### RAW DATA
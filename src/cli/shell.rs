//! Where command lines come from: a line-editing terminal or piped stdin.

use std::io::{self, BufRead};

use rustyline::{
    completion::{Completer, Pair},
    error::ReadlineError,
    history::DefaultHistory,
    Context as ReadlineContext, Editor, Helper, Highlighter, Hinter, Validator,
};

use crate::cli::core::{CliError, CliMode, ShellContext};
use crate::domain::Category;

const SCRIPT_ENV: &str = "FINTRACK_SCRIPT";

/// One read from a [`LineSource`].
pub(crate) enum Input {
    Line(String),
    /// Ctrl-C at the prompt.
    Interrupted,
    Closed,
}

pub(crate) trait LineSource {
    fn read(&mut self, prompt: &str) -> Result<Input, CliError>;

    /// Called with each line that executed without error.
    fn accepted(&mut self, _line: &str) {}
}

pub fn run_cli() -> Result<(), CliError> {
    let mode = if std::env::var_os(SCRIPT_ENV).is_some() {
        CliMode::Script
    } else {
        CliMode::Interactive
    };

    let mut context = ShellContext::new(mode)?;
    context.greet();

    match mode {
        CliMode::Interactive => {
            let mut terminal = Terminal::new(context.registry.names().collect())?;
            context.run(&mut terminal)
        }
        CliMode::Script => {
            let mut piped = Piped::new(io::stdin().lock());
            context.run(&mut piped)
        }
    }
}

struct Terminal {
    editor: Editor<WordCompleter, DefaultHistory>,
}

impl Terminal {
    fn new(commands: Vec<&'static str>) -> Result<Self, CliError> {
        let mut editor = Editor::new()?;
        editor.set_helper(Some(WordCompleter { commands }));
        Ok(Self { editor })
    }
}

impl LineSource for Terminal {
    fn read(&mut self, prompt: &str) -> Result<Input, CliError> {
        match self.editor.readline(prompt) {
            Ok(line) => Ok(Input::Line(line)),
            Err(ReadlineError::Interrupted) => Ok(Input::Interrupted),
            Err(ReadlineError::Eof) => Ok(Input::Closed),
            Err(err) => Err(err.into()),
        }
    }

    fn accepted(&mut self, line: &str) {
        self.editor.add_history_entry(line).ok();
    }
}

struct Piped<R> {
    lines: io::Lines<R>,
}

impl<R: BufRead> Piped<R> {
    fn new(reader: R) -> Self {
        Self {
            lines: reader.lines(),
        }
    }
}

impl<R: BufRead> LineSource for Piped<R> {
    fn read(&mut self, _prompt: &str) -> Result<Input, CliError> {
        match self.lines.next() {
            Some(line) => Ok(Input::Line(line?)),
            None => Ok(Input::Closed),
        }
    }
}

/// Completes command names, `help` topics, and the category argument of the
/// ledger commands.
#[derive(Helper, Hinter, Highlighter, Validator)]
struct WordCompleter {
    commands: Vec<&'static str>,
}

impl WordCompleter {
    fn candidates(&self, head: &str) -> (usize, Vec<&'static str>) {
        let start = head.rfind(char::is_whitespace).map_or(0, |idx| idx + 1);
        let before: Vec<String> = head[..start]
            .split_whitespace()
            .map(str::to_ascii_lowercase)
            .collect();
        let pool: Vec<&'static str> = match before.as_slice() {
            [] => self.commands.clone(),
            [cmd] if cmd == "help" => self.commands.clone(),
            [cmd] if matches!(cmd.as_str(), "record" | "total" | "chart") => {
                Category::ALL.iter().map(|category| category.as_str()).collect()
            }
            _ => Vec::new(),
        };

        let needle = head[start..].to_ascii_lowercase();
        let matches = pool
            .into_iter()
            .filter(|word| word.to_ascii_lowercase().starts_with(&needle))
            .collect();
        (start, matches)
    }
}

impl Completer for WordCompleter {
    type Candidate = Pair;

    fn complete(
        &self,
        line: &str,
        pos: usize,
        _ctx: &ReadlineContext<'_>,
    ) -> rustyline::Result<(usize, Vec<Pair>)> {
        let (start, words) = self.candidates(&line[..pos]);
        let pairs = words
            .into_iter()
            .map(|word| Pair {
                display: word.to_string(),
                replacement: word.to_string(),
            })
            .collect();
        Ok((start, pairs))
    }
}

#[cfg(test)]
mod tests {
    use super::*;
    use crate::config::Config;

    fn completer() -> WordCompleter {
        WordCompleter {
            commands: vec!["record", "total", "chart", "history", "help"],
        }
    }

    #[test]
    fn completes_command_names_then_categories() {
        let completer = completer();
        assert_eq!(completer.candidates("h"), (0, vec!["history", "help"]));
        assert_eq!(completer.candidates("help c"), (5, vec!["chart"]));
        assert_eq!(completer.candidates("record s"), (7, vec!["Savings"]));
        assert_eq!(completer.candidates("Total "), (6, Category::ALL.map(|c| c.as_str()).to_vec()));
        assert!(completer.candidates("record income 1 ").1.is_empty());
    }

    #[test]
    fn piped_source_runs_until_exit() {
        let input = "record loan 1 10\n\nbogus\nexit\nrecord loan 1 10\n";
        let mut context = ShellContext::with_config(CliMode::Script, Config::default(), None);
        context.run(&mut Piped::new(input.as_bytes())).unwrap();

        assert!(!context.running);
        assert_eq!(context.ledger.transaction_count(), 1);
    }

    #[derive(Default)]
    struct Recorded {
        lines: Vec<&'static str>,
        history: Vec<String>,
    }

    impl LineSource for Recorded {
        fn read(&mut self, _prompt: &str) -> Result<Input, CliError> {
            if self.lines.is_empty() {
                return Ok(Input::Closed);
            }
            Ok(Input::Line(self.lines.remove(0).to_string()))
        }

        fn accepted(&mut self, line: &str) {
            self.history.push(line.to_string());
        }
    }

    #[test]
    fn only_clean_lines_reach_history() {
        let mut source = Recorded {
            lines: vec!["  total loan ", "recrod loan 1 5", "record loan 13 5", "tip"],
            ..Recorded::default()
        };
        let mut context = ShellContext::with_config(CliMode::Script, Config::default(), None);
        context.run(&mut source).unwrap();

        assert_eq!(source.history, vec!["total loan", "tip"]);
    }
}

...

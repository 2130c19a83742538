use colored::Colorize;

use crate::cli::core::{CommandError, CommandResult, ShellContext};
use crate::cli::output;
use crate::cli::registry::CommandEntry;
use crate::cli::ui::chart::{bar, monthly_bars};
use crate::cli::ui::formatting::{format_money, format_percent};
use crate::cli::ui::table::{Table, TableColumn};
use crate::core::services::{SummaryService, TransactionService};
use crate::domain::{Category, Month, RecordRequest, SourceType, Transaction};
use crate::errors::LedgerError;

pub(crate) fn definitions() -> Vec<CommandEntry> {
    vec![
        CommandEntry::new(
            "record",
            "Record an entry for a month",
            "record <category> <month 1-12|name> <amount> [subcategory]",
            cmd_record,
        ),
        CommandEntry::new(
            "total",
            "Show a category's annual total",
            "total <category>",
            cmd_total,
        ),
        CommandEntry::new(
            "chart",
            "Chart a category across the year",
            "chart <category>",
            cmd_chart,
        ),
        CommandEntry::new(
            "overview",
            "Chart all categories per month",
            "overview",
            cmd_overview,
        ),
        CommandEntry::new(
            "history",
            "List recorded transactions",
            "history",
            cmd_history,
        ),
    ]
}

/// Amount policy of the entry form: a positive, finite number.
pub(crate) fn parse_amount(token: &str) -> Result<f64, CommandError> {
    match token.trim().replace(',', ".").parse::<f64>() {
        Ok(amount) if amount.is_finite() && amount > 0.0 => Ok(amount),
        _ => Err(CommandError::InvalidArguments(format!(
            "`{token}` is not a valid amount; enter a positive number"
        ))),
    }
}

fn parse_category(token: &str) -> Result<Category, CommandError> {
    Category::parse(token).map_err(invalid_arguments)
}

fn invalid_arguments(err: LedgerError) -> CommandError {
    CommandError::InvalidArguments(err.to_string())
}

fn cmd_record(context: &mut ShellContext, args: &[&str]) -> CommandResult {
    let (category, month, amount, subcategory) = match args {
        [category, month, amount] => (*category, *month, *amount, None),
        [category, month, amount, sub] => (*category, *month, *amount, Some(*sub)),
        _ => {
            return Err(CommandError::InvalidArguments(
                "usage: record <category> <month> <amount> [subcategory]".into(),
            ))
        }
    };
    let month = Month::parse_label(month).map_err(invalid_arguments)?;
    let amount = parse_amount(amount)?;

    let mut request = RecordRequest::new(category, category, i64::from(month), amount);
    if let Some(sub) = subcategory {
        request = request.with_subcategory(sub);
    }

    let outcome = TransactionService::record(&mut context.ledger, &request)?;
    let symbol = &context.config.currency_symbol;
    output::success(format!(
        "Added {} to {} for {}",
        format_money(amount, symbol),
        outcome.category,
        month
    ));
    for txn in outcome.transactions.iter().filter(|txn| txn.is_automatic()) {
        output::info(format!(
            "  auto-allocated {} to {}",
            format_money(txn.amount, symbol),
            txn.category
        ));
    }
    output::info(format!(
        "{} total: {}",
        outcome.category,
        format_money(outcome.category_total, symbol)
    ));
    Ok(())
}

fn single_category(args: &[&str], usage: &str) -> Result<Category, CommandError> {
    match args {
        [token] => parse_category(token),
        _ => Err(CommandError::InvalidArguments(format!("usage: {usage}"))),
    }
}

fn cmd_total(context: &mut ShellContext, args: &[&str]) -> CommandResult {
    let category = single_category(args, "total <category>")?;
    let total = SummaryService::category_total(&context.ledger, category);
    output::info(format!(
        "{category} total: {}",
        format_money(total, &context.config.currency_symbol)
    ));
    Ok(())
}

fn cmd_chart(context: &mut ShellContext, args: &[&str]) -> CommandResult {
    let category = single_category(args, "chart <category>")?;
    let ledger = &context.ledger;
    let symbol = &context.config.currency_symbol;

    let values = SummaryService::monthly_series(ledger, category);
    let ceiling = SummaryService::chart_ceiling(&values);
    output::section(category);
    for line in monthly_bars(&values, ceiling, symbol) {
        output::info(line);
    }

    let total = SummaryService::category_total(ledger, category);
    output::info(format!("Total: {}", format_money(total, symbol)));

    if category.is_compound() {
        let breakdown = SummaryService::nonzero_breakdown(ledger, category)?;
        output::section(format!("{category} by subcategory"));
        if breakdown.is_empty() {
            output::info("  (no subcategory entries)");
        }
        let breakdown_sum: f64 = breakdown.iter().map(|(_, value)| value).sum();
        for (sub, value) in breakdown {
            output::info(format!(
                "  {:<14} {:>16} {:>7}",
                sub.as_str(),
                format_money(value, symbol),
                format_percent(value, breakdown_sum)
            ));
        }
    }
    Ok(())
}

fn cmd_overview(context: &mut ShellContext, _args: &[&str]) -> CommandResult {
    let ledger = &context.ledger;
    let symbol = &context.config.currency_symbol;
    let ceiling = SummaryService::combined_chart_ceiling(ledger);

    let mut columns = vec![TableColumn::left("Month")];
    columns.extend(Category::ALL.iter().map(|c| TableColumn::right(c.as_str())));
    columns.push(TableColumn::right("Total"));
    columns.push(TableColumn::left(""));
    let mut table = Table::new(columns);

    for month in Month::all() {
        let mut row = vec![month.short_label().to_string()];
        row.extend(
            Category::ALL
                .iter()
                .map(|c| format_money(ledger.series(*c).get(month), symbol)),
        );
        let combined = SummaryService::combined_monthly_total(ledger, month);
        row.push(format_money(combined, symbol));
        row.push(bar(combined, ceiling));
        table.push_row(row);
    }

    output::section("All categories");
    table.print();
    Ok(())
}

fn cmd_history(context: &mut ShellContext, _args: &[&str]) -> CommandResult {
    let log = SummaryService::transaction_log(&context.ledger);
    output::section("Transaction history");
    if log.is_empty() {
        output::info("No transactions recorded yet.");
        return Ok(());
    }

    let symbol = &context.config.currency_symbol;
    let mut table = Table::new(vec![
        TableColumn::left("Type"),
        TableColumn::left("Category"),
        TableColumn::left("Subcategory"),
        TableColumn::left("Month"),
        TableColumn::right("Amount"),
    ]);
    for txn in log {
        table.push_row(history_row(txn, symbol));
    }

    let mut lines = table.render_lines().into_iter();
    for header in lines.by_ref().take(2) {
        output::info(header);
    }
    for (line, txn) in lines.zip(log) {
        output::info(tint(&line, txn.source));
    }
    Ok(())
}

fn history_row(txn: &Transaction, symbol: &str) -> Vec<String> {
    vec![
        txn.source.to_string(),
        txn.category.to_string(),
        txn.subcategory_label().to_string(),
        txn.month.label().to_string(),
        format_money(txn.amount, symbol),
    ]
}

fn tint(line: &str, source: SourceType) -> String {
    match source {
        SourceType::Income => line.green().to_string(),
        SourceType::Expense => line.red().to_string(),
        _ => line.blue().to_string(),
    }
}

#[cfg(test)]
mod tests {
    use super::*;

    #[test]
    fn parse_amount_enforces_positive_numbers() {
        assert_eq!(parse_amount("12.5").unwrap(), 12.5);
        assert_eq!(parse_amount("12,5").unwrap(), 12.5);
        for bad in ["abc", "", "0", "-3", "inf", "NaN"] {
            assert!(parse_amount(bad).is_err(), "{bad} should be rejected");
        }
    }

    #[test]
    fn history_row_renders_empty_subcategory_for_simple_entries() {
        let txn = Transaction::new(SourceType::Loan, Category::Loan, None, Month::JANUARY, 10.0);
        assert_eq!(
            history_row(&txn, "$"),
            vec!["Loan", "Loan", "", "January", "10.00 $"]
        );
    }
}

==

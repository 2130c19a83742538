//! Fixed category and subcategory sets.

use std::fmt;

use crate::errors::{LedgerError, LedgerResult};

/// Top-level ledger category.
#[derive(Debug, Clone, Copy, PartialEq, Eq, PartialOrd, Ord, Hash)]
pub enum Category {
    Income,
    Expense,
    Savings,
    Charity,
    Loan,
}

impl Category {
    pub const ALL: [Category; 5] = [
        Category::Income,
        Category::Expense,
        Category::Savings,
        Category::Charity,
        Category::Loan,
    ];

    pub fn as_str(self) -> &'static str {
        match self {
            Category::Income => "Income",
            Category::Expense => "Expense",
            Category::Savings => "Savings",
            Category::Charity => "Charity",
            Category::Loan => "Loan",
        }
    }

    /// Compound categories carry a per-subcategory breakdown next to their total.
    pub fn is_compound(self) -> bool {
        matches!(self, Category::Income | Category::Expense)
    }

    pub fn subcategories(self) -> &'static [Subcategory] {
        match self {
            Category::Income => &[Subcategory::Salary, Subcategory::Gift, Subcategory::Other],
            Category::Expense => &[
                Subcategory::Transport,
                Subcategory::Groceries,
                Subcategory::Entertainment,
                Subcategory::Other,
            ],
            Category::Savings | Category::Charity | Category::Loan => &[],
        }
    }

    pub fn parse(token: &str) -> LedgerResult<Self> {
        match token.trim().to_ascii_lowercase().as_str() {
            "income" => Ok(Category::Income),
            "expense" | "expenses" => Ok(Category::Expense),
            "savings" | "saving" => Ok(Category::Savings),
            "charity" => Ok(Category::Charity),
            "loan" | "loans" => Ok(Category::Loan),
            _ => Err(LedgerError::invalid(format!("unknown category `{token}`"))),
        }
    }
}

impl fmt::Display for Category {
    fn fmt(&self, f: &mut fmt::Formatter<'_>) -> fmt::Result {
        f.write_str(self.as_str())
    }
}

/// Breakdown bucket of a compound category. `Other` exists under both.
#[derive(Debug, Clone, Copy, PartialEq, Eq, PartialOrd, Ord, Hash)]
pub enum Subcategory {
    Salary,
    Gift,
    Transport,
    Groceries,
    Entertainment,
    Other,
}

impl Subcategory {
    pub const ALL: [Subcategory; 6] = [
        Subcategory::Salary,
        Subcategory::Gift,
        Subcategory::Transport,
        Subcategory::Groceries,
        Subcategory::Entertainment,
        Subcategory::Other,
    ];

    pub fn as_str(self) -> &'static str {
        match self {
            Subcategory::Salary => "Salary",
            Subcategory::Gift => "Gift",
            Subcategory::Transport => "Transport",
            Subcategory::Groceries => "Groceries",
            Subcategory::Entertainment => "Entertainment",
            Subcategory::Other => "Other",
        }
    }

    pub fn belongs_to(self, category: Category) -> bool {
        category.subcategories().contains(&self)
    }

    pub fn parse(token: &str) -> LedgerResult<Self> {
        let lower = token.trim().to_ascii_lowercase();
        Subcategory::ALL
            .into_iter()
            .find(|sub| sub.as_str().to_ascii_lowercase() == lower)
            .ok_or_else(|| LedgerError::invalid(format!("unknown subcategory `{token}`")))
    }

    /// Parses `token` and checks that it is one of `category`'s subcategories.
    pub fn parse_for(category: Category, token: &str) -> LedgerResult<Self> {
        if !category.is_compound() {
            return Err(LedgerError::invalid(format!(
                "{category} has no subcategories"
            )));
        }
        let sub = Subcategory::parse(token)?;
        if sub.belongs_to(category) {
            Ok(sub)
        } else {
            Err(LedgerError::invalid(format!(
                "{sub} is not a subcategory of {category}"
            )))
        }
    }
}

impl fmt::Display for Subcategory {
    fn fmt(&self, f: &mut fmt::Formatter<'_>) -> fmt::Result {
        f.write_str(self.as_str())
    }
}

### WHAT TO PRODUCE
The lines above that hold the word "right" should be found and copied out.

### ANSWER SPACE
    columns.extend(Category::ALL.iter().map(|c| TableColumn::right(c.as_str())));
    columns.push(TableColumn::right("Total"));
        TableColumn::right("Amount"),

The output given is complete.